An early retrospective study observed a significant difference in 5‑year disease-specific survival between CME and conventional groups in case of node-positive patients who underwent more extended lymphadenectomy (88% in CME vs. 50% in conventional) [14], and a large retrospective study in 2016 showed an increase in 5‑year cancer-related survival especially in stage III colorectal cancer (from 61.7% to 80.9%) with implementation of the CME technique [20]. More recently, another retrospective study also found a significant improvement in 3‑year OS and DFS in the CME group compared to the conventional group (93.5% and 91.6%, vs. 85.0% and 80.0%, respectively) [5] in UICC stage II and III disease. More robust evidence came from a large prospective population-based cohort study, which found a 5-year recurrence-free survival of 9.7% vs. 17.9% in CME vs. conventional right colectomy groups, respectively, with the CME procedure having an 8.2% risk reduction potential [21].

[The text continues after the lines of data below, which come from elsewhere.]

use std::path::Path;

use anyhow::Result;
use colored::*;
use comfy_table::presets::UTF8_FULL;
use comfy_table::{Attribute, Cell, CellAlignment, Color, ContentArrangement, Table};

use crate::models::Platform;
use crate::report::{total_sessions, MarketSummary, Report};

/// Render a colored terminal report.
pub fn render(report: &Report, path: &Path, verbose: bool, quiet: bool) -> Result<()> {
    let rows = report.rows.len();
    let markets = report.markets.len();
    let friction = report
        .mean_friction()
        .map(|f| format!("{:.1}", f))
        .unwrap_or_else(|| "-".to_string());
    let sessions = total_sessions(&report.rows);

    if quiet {
        println!(
            "Rows: {}  Markets: {}  Sessions: {}  Mean friction: {}",
            rows, markets, sessions, friction
        );
        return Ok(());
    }

    println!(
        "\n {} v{}",
        "ux-scorecard".bold(),
        env!("CARGO_PKG_VERSION")
    );
    println!(" Snapshots: {}\n", path.display());

    let gap_line = match report.platform_gap {
        Some(gap) if gap.nextgen_advantage >= 0.0 => format!(
            "{}  NextGen ahead by {:.1} ({:.1} vs {:.1})",
            "▲".green(),
            gap.nextgen_advantage,
            gap.nextgen_friction,
            gap.webshop_friction
        ),
        Some(gap) => format!(
            "{}  NextGen behind by {:.1} ({:.1} vs {:.1})",
            "▼".red(),
            -gap.nextgen_advantage,
            gap.nextgen_friction,
            gap.webshop_friction
        ),
        None => "-  no NextGen/Webshop pair".to_string(),
    };

    println!(" ┌────────────────────────────────────────────────────┐");
    println!(" │  {:<48} │", "SUMMARY".bold());
    println!(" │  {:<48} │", format!("Rows             : {}", rows));
    println!(" │  {:<48} │", format!("Markets          : {}", markets));
    println!(" │  {:<48} │", format!("Sessions         : {}", sessions));
    println!(" │  {:<48} │", format!("Mean friction    : {}", friction));
    println!(" │  {:<48} │", gap_line);
    println!(" └────────────────────────────────────────────────────┘\n");

    if markets > 0 {
        println!(" {} Markets by frustration:\n", "[MARKETS]".cyan().bold());
        render_markets(&report.markets);
        println!();
    }

    if verbose && !report.top_pages.is_empty() {
        println!(" {} Top pages by visits:\n", "[PAGES]".cyan().bold());
        let mut table = new_table(&["Platform", "URL", "Visits"]);
        for page in &report.top_pages {
            table.add_row(vec![
                Cell::new(page.platform.to_string()).fg(platform_color(page.platform)),
                Cell::new(&page.url),
                Cell::new(page.visits).set_alignment(CellAlignment::Right),
            ]);
        }
        println!("{}\n", table);
    }

    if verbose && !report.tech.is_empty() {
        println!(" {} Browser / device / OS sessions:\n", "[TECH]".cyan().bold());
        let mut table = new_table(&["Category", "Name", "Sessions"]);
        for usage in &report.tech {
            table.add_row(vec![
                Cell::new(&usage.category),
                Cell::new(&usage.name),
                Cell::new(usage.sessions).set_alignment(CellAlignment::Right),
            ]);
        }
        println!("{}\n", table);
    }

    Ok(())
}

fn new_table(headers: &[&str]) -> Table {
    let mut table = Table::new();
    table
        .load_preset(UTF8_FULL)
        .set_content_arrangement(ContentArrangement::Dynamic)
        .set_header(
            headers
                .iter()
                .map(|h| Cell::new(h).add_attribute(Attribute::Bold))
                .collect::<Vec<_>>(),
        );
    table
}

fn render_markets(markets: &[MarketSummary]) {
    let mut table = new_table(&[
        "Market",
        "Sessions",
        "Friction",
        "Frustration",
        "Conv. risk",
        "Silent killer",
        "Tech health",
        "Engagement",
        "Localization",
    ]);

    for m in markets {
        let s = &m.scores;
        table.add_row(vec![
            Cell::new(&m.market).fg(platform_color(m.platform)),
            Cell::new(m.sessions).set_alignment(CellAlignment::Right),
            worse_cell(s.friction),
            worse_cell(s.frustration),
            worse_cell(s.conversion_risk),
            worse_cell(s.silent_killer),
            better_cell(s.tech_health),
            better_cell(s.engagement),
            better_cell(s.localization_quality),
        ]);
    }

    println!("{}", table);
}

/// Cell for a higher-is-worse score.
fn worse_cell(score: f64) -> Cell {
    let color = if score >= 30.0 {
        Color::Red
    } else if score >= 15.0 {
        Color::Yellow
    } else {
        Color::Green
    };
    Cell::new(format!("{:.1}", score))
        .fg(color)
        .set_alignment(CellAlignment::Right)
}

/// Cell for a higher-is-better score.
fn better_cell(score: f64) -> Cell {
    let color = if score >= 85.0 {
        Color::Green
    } else if score >= 70.0 {
        Color::Yellow
    } else {
        Color::Red
    };
    Cell::new(format!("{:.1}", score))
        .fg(color)
        .set_alignment(CellAlignment::Right)
}

fn platform_color(platform: Platform) -> Color {
    match platform {
        Platform::NextGen => Color::Cyan,
        Platform::Webshop => Color::Blue,
        Platform::Netshop => Color::Magenta,
        Platform::Support => Color::DarkGrey,
        Platform::Other => Color::White,
        Platform::Unknown => Color::DarkGrey,
    }
}
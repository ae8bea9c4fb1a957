// Primality helpers for picking warmup lengths.
// Warmup lengths are small, so trial division is enough.

/// Returns whether `n` is prime.
pub fn is_prime(n: u64) -> bool {
    if n < 4 {
        return n >= 2;
    }
    if n % 2 == 0 || n % 3 == 0 {
        return false;
    }
    // Remaining candidates are of the form 6k +- 1.
    let mut d = 5;
    while d * d <= n {
        if n % d == 0 || n % (d + 2) == 0 {
            return false;
        }
        d += 6;
    }
    true
}

/// Returns the smallest prime that is at least `n`.
pub fn next_prime(n: u64) -> u64 {
    let mut p = n.max(2);
    while !is_prime(p) {
        p += 1;
    }
    p
}
use criterion::{black_box, criterion_group, criterion_main, Criterion};

use rand_twister::*;

pub fn criterion_benchmark(c: &mut Criterion) {
    let mut mt1 = Mt19937::with_seed(1);
    c.bench_function("Mt19937::next_word", move |b| b.iter(|| mt1.next_word()));
    let mut mt2 = Mt19937_64::with_seed(1);
    c.bench_function("Mt19937_64::next_word", move |b| b.iter(|| mt2.next_word()));
    let mut mt3 = Mt19937::with_seed(1);
    c.bench_function("Mt19937::discard(624)", move |b| b.iter(|| mt3.discard(black_box(624))));
    let mut mt4 = Mt19937_64::with_seed(1);
    c.bench_function("Mt19937_64::next_real2", move |b| b.iter(|| mt4.next_real2()));
    c.bench_function("Mt19937::seed_array", |b| b.iter(|| Mt19937::with_key(black_box(&[0x123, 0x234, 0x345, 0x456]))));
    let mut well = Well512a::new([0x9e37_79b9; 16]);
    c.bench_function("Well512a::next", move |b| b.iter(|| well.next()));
}

criterion_group!(benches, criterion_benchmark);
criterion_main!(benches);
use super::prime;
use super::word::Word;
use super::{Error, RngCore, SeedableRng};
#[cfg(feature = "serde")] use serde::{Deserialize, Serialize};

/// Scalar seed applied before the first extraction if none was given.
pub const DEFAULT_SEED: i64 = 5489;

/// Scalar seed that array seeding starts from.
pub const ARRAY_SEED: i64 = 19650218;

/// Mersenne Twister over words of type `W`, with `N` words of state
/// and feedback tap at offset `M`.
///
/// Period is 2**19937 - 1 for both standard parameter sets.
/// Not suitable for cryptographic use: the full state can be recovered from `N` outputs.
#[cfg_attr(feature = "serde", derive(Serialize, Deserialize))]
#[cfg_attr(feature = "serde", serde(bound(serialize = "W: Serialize", deserialize = "W: Deserialize<'de>")))]
#[derive(Clone, Eq, PartialEq)]
pub struct MersenneTwister<W: Word, const N: usize, const M: usize> {
    /// Circular state buffer.
    #[cfg_attr(feature = "serde", serde(with = "crate::words"))]
    state: [W; N],
    /// Words left in the current block, plus one. Regeneration happens when it reaches 0.
    left: usize,
    /// Index of the next word to extract.
    next: usize,
    /// Whether a seed has been applied.
    seeded: bool,
}

// As recommended, this Debug implementation does not expose internal state.
impl<W: Word, const N: usize, const M: usize> core::fmt::Debug for MersenneTwister<W, N, M> {
    fn fmt(&self, f: &mut core::fmt::Formatter) -> core::fmt::Result {
        write!(f, "MersenneTwister {{}}")
    }
}

impl<W: Word, const N: usize, const M: usize> Default for MersenneTwister<W, N, M> {
    fn default() -> Self {
        Self::new()
    }
}

impl<W: Word, const N: usize, const M: usize> MersenneTwister<W, N, M> {

    /// Creates an unseeded generator.
    /// The default seed is applied on first extraction.
    pub fn new() -> Self {
        MersenneTwister { state: [W::ZERO; N], left: 1, next: 0, seeded: false }
    }

    /// Creates a generator seeded with a scalar.
    pub fn with_seed(seed: i64) -> Self {
        let mut mt = Self::new();
        mt.seed(seed);
        mt
    }

    /// Creates a generator seeded with a key.
    ///
    /// # Panics
    /// If `key` is empty.
    pub fn with_key(key: &[W]) -> Self {
        let mut mt = Self::new();
        mt.seed_array(key);
        mt
    }

    /// Creates a generator with a scalar seed drawn from the operating system.
    #[cfg(feature = "getrandom")]
    pub fn try_from_entropy() -> Result<Self, Error> {
        let mt = Self::from_rng(super::OsRng)?;
        log::debug!("seeded {}-word Mersenne Twister from entropy", N);
        Ok(mt)
    }

    /// Returns whether a seed has been applied, explicitly or by default.
    #[inline]
    pub fn is_seeded(&self) -> bool {
        self.seeded
    }

    /// Initializes state from a scalar seed. Only the low word of `seed` is used.
    /// The next extraction regenerates the state.
    pub fn seed(&mut self, seed: i64) {
        self.state[0] = W::from_seed(seed);
        for j in 1 .. N {
            self.state[j] = W::init_step(self.state[j - 1], j);
        }
        self.left = 1;
        self.seeded = true;
    }

    /// Initializes state from a key of any length.
    /// Every word of the key influences the whole state.
    ///
    /// # Panics
    /// If `key` is empty.
    pub fn seed_array(&mut self, key: &[W]) {
        assert!(!key.is_empty(), "Mersenne Twister key must not be empty");
        self.seed(ARRAY_SEED);

        let mut i = 1;
        let mut j = 0;
        for _ in 0 .. N.max(key.len()) {
            self.state[i] = W::mix_forward(self.state[i], self.state[i - 1], key[j], j);
            i += 1;
            j += 1;
            if i >= N {
                self.state[0] = self.state[N - 1];
                i = 1;
            }
            if j >= key.len() {
                j = 0;
            }
        }
        for _ in 0 .. N - 1 {
            self.state[i] = W::mix_backward(self.state[i], self.state[i - 1], i);
            i += 1;
            if i >= N {
                self.state[0] = self.state[N - 1];
                i = 1;
            }
        }

        // MSB is 1, so the state cannot be all zero.
        self.state[0] = W::SIGN_BIT;
        self.left = 1;
        self.seeded = true;
    }

    #[inline]
    fn twist(upper: W, lower: W) -> W {
        let y = (upper & W::UPPER_MASK) | (lower & W::LOWER_MASK);
        if y & W::ONE == W::ONE {
            (y >> 1) ^ W::MATRIX_A
        } else {
            y >> 1
        }
    }

    /// Regenerates all N words of state in place.
    fn regenerate(&mut self) {
        if !self.seeded {
            log::trace!("applying default seed {}", DEFAULT_SEED);
            self.seed(DEFAULT_SEED);
        }

        let s = &mut self.state;
        // Words from i + M onward have not been regenerated yet.
        for i in 0 .. N - M {
            s[i] = s[i + M] ^ Self::twist(s[i], s[i + 1]);
        }
        // Feedback now comes from words regenerated in this pass.
        for i in N - M .. N - 1 {
            s[i] = s[i + M - N] ^ Self::twist(s[i], s[i + 1]);
        }
        s[N - 1] = s[M - 1] ^ Self::twist(s[N - 1], s[0]);

        self.left = N;
        self.next = 0;
    }

    /// Returns the next untempered state word.
    #[inline]
    fn next_raw(&mut self) -> W {
        self.left -= 1;
        if self.left == 0 {
            self.regenerate();
        }
        let y = self.state[self.next];
        self.next += 1;
        y
    }

    /// Generates the next tempered word.
    #[inline]
    pub fn next_word(&mut self) -> W {
        self.next_raw().temper()
    }

    /// Generates a non-negative signed integer by clearing the sign bit of the next word.
    #[inline]
    pub fn next_int(&mut self) -> W::Signed {
        self.next_word().to_non_negative()
    }

    /// Generates a number in [0, n) as the next word modulo `n`.
    ///
    /// # Panics
    /// If `n` is zero.
    #[inline]
    pub fn next_below(&mut self, n: W) -> W {
        self.next_word() % n
    }

    /// Generates a real in [0, 1].
    #[inline]
    pub fn next_real1(&mut self) -> f64 {
        self.next_word().to_real1()
    }

    /// Generates a real in [0, 1).
    #[inline]
    pub fn next_real2(&mut self) -> f64 {
        self.next_word().to_real2()
    }

    /// Generates a real in (0, 1).
    #[inline]
    pub fn next_real3(&mut self) -> f64 {
        self.next_word().to_real3()
    }

    /// Discards `count` words. Equivalent to calling `next_word` `count` times.
    pub fn discard(&mut self, mut count: u64) {
        while count > 0 {
            let available = (self.left - 1) as u64;
            if available == 0 {
                self.next_raw();
                count -= 1;
            } else {
                let skip = available.min(count);
                self.left -= skip as usize;
                self.next += skip as usize;
                count -= skip;
            }
        }
    }

    /// Discards a prime number of words, with the prime picked using `entropy`.
    /// Returns the number of words discarded.
    pub fn try_warmup_from<R: RngCore>(&mut self, entropy: &mut R) -> Result<u64, Error> {
        let mut bytes = [0u8; 2];
        entropy.try_fill_bytes(&mut bytes)?;
        let count = prime::next_prime(u16::from_le_bytes(bytes) as u64 | 0x8000);
        log::debug!("warming up Mersenne Twister: discarding {} words", count);
        self.discard(count);
        Ok(count)
    }

    /// Discards a prime number of words, with the prime picked using operating system entropy.
    /// Returns the number of words discarded.
    #[cfg(feature = "getrandom")]
    pub fn try_warmup(&mut self) -> Result<u64, Error> {
        self.try_warmup_from(&mut super::OsRng)
    }
}

/// Minimal generator surface shared by both word widths.
pub trait Twister {
    type Word;

    /// Initializes state from a scalar seed.
    fn seed(&mut self, seed: i64);

    /// Initializes state from a key.
    fn seed_array(&mut self, key: &[Self::Word]);

    /// Skips ahead by `count` words.
    fn discard(&mut self, count: u64);

    /// Generates the next word.
    fn next_word(&mut self) -> Self::Word;

    /// Generates a word in [0, n).
    fn next_below(&mut self, n: Self::Word) -> Self::Word;
}

impl<W: Word, const N: usize, const M: usize> Twister for MersenneTwister<W, N, M> {
    type Word = W;

    fn seed(&mut self, seed: i64) {
        MersenneTwister::seed(self, seed)
    }

    fn seed_array(&mut self, key: &[W]) {
        MersenneTwister::seed_array(self, key)
    }

    fn discard(&mut self, count: u64) {
        MersenneTwister::discard(self, count)
    }

    fn next_word(&mut self) -> W {
        MersenneTwister::next_word(self)
    }

    fn next_below(&mut self, n: W) -> W {
        MersenneTwister::next_below(self, n)
    }
}

impl<W: Word, const N: usize, const M: usize> SeedableRng for MersenneTwister<W, N, M> {
    type Seed = [u8; 8];

    /// Creates a generator from a little-endian scalar seed.
    fn from_seed(seed: Self::Seed) -> Self {
        Self::with_seed(i64::from_le_bytes(seed))
    }

    /// Applies `state` directly as the scalar seed.
    fn seed_from_u64(state: u64) -> Self {
        Self::with_seed(state as i64)
    }
}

It is important to note that in the aforementioned prospective cohort study and a large meta-analysis [22], the beneficial long-term results of the CME procedure and radical lymphadenectomy regarding DFS and recurrence rate were most profound in node-negative UICC stage I and II patients. This suggests that CME and CVL with extended D3 lymphadenectomy may be the recommended procedure for all right colon cancers regardless of clinical suspicion of node involvement, especially considering the relative inaccuracy of preoperative nodal staging [23].

In our study, the ratio of node-positive to node-negative cancers in the CME and non-CME groups was comparable, and the decision to perform extended lymphadenectomy was not predominantly determined by preoperative staging.

This study has certain limitations. As the setup was non-randomized, the selection of patients for CME or conventional surgery was uneven, and ASA III patients were more likely to be selected for conventional surgery. This might have affected postoperative outcomes.

Laparoscopic and open procedures were not differentiated, as the ratio of open to laparoscopic cases in the CME and conventional (nCME) groups was comparable. Nevertheless, this might have increased heterogeneity.

This case–control study however has some considerable strengths. The surgical cases were performed at a single center, with standardized techniques, by a small group of experienced surgeons during a short period of time, which makes comparison of short-term results more reliable. The number of patients enrolled was relatively high (n = 131) in light of the available literature, and no patients were lost to follow-up.